> **Aim of the task**
Retype word for word the lines of the data below, from the first to the one bearing "a stray brace.", with that one included.

(Stored data entries)
* * *

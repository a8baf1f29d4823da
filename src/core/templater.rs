// src/core/templater.rs

use crate::core::namespace::Namespace;
use lazy_static::lazy_static;
use regex::Regex;
use std::collections::BTreeMap;
use thiserror::Error;

lazy_static! {
    /// Matches, in priority order: escaped braces, a `{...}` placeholder, or a stray brace.
    static ref PLACEHOLDER_RE: Regex = Regex::new(r"\{\{|\}\}|\{([^{}]*)\}|[{}]").unwrap();
    static ref IDENTIFIER_RE: Regex = Regex::new(r"^[A-Za-z_][A-Za-z0-9_]*$").unwrap();
}

#[derive(Error, Debug, PartialEq, Eq)]
pub enum TemplateError {
    /// A `{name}` placeholder has no binding in the environment.
    #[error("Unresolved placeholder '{{{name}}}': no string variable named '{name}' is defined.")]
    MissingVariable { name: String },
    #[error("Malformed command template '{template}': {reason}")]
    Malformed { template: String, reason: String },
}

/// The set of string variables a command template is resolved against.
///
/// Nothing is looked up implicitly: callers construct the environment, usually
/// with [`Environment::from_namespace`], and may layer extra bindings on top.
#[derive(Debug, Clone, Default, PartialEq, Eq)]
pub struct Environment {
    vars: BTreeMap<String, String>,
}

impl Environment {
    pub fn new() -> Self {
        Self::default()
    }

    /// Every top-level string binding of a loaded script.
    pub fn from_namespace(namespace: &Namespace) -> Self {
        namespace
            .string_bindings()
            .map(|(name, value)| (name.to_string(), value.to_string()))
            .collect()
    }

    pub fn insert(&mut self, name: impl Into<String>, value: impl Into<String>) {
        self.vars.insert(name.into(), value.into());
    }

    /// Returns a copy of this environment with one extra binding.
    pub fn with(mut self, name: impl Into<String>, value: impl Into<String>) -> Self {
        self.insert(name, value);
        self
    }

    pub fn get(&self, name: &str) -> Option<&str> {
        self.vars.get(name).map(String::as_str)
    }

    pub fn len(&self) -> usize {
        self.vars.len()
    }

    pub fn is_empty(&self) -> bool {
        self.vars.is_empty()
    }
}

impl<K: Into<String>, V: Into<String>> FromIterator<(K, V)> for Environment {
    fn from_iter<I: IntoIterator<Item = (K, V)>>(iter: I) -> Self {
        Self {
            vars: iter
                .into_iter()
                .map(|(k, v)| (k.into(), v.into()))
                .collect(),
        }
    }
}

/// Substitutes every `{name}` placeholder in `template` with its value from `env`.
///
/// `{{` and `}}` produce literal braces. Any placeholder without a binding is a
/// `MissingVariable` error; the template is never partially resolved.
pub fn resolve(template: &str, env: &Environment) -> Result<String, TemplateError> {
    let mut resolved = String::with_capacity(template.len());
    let mut last_end = 0;

    for captures in PLACEHOLDER_RE.captures_iter(template) {
        let Some(full) = captures.get(0) else {
            continue;
        };
        resolved.push_str(template.get(last_end..full.start()).unwrap_or_default());
        last_end = full.end();

        match (full.as_str(), captures.get(1)) {
            ("{{", _) => resolved.push('{'),
            ("}}", _) => resolved.push('}'),
            (_, Some(name)) => {
                let name = name.as_str();
                if !IDENTIFIER_RE.is_match(name) {
                    return Err(TemplateError::Malformed {
                        template: template.to_string(),
                        reason: format!("'{{{}}}' is not a valid placeholder", name),
                    });
                }
                let value = env
                    .get(name)
                    .ok_or_else(|| TemplateError::MissingVariable {
                        name: name.to_string(),
                    })?;
                resolved.push_str(value);
            }
            (stray, None) => {
                return Err(TemplateError::Malformed {
                    template: template.to_string(),
                    reason: format!(
                        "unmatched '{}' at byte {} (use '{}{}' for a literal brace)",
                        stray,
                        full.start(),
                        stray,
                        stray
                    ),
                });
            }
        }
    }

    resolved.push_str(template.get(last_end..).unwrap_or_default());
    Ok(resolved)
}

#[cfg(test)]
mod tests {
    use super::*;

    fn env(pairs: &[(&str, &str)]) -> Environment {
        pairs.iter().map(|(k, v)| (*k, *v)).collect()
    }

    #[test]
    fn test_resolve_substitutes_flags() {
        let resolved = resolve("gcc {FLAGS} -o out.o", &env(&[("FLAGS", "-O2")])).unwrap();
        assert_eq!(resolved, "gcc -O2 -o out.o");
    }

    #[test]
    fn test_resolve_missing_variable_is_an_error() {
        let err = resolve("gcc {MISSING} -o out.o", &Environment::new()).unwrap_err();
        assert_eq!(
            err,
            TemplateError::MissingVariable {
                name: "MISSING".to_string()
            }
        );
        assert!(err.to_string().contains("MISSING"));
    }

    #[test]
    fn test_resolve_empty_value_is_kept_empty() {
        // An empty binding is still a binding.
        let resolved = resolve("cc {EXTRA}main.c", &env(&[("EXTRA", "")])).unwrap();
        assert_eq!(resolved, "cc main.c");
    }

    #[test]
    fn test_resolve_escaped_braces() {
        let resolved = resolve("echo {{HOME}} ${{X}} {A}", &env(&[("A", "a")])).unwrap();
        assert_eq!(resolved, "echo {HOME} ${X} a");
    }

    #[test]
    fn test_resolve_repeated_and_adjacent_placeholders() {
        let resolved = resolve("{A}{B}-{A}", &env(&[("A", "1"), ("B", "2")])).unwrap();
        assert_eq!(resolved, "12-1");
    }

    #[test]
    fn test_resolve_does_not_reinterpret_substituted_values() {
        let resolved = resolve("echo {A}", &env(&[("A", "{B}")])).unwrap();
        assert_eq!(resolved, "echo {B}");
    }

    #[test]
    fn test_resolve_stray_brace_is_malformed() {
        assert!(matches!(
            resolve("awk '{print $1'", &Environment::new()),
            Err(TemplateError::Malformed { .. })
        ));
        assert!(matches!(
            resolve("echo }", &Environment::new()),
            Err(TemplateError::Malformed { .. })
        ));
    }

    #[test]
    fn test_resolve_invalid_placeholder_body_is_malformed() {
        assert!(matches!(
            resolve("echo { spaced }", &env(&[("spaced", "x")])),
            Err(TemplateError::Malformed { .. })
        ));
        assert!(matches!(
            resolve("echo {}", &Environment::new()),
            Err(TemplateError::Malformed { .. })
        ));
    }

    #[test]
    fn test_environment_with_overrides() {
        let base = env(&[("A", "1")]);
        let layered = base.clone().with("A", "2").with("B", "3");
        assert_eq!(base.get("A"), Some("1"));
        assert_eq!(layered.get("A"), Some("2"));
        assert_eq!(layered.len(), 2);
    }
}
// src/core/engine.rs

//! The engine's own namespace.
//!
//! Scripts can import these builtins with `include = ["mkrs"]`. They behave like
//! any other target when invoked by name, but they are never offered as tab
//! completions for the script.

use crate::core::invocation::Invocation;
use crate::core::namespace::Namespace;
use anyhow::Result;
use colored::Colorize;
use std::io;

/// Builds the engine namespace. Cheap; called once per process by the dispatcher.
pub fn namespace() -> Namespace {
    let mut ns = Namespace::new();
    ns.define_fn("get_completions", get_completions);
    ns.define_fn("check_completions", check_completions);
    ns.define_fn("install_completions", install_completions);
    ns.define_fn("list_targets", list_targets);
    ns.define_fn("show_options", show_options);
    ns
}

fn get_completions(cx: &mut Invocation<'_>) -> Result<()> {
    let stdout = io::stdout();
    cx.completions().list_completions(
        cx.registry(),
        cx.engine(),
        cx.namespace().advertised_flags(),
        &mut stdout.lock(),
    )?;
    Ok(())
}

fn check_completions(cx: &mut Invocation<'_>) -> Result<()> {
    cx.completions().report_freshness();
    Ok(())
}

fn install_completions(cx: &mut Invocation<'_>) -> Result<()> {
    let path = cx.completions().install()?;
    println!("{} {}", "Tab completions installed:".green().bold(), path.display());
    Ok(())
}

/// Prints the script's targets with their descriptions.
fn list_targets(cx: &mut Invocation<'_>) -> Result<()> {
    let registry = cx.registry();
    let names: Vec<&str> = registry.completion_candidates(cx.engine()).collect();
    if names.is_empty() {
        println!("{}", "No targets defined.".yellow());
        return Ok(());
    }
    let width = names.iter().map(|n| n.len()).max().unwrap_or(0);
    for name in names {
        let desc = registry
            .resolve(name)
            .and_then(|t| t.description())
            .unwrap_or("");
        println!("  {:<width$}  {}", name.cyan(), desc.dimmed(), width = width);
    }
    Ok(())
}

/// Prints every remembered option of this project.
fn show_options(cx: &mut Invocation<'_>) -> Result<()> {
    let store = cx.store();
    println!("{} {}", "Options stored in".dimmed(), store.path().display());
    for (key, value) in store.entries() {
        println!("  {} = {}", key.cyan(), value);
    }
    Ok(())
}

#[cfg(test)]
mod tests {
    use super::*;

    #[test]
    fn test_engine_namespace_has_only_targets() {
        let ns = namespace();
        assert_eq!(ns.targets().count(), ns.len());
        assert!(ns.contains("check_completions"));
        assert!(ns.contains("install_completions"));
        assert!(ns.string_bindings().next().is_none());
    }
}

* * *

> **Solution to this exercise**
repository a8baf1f29d4823da
filename src/core/templater.rs
// src/core/templater.rs

use crate::core::namespace::Namespace;
use lazy_static::lazy_static;
use regex::Regex;
use std::collections::BTreeMap;
use thiserror::Error;

lazy_static! {
    /// Matches, in priority order: escaped braces, a `{...}` placeholder, or a stray brace.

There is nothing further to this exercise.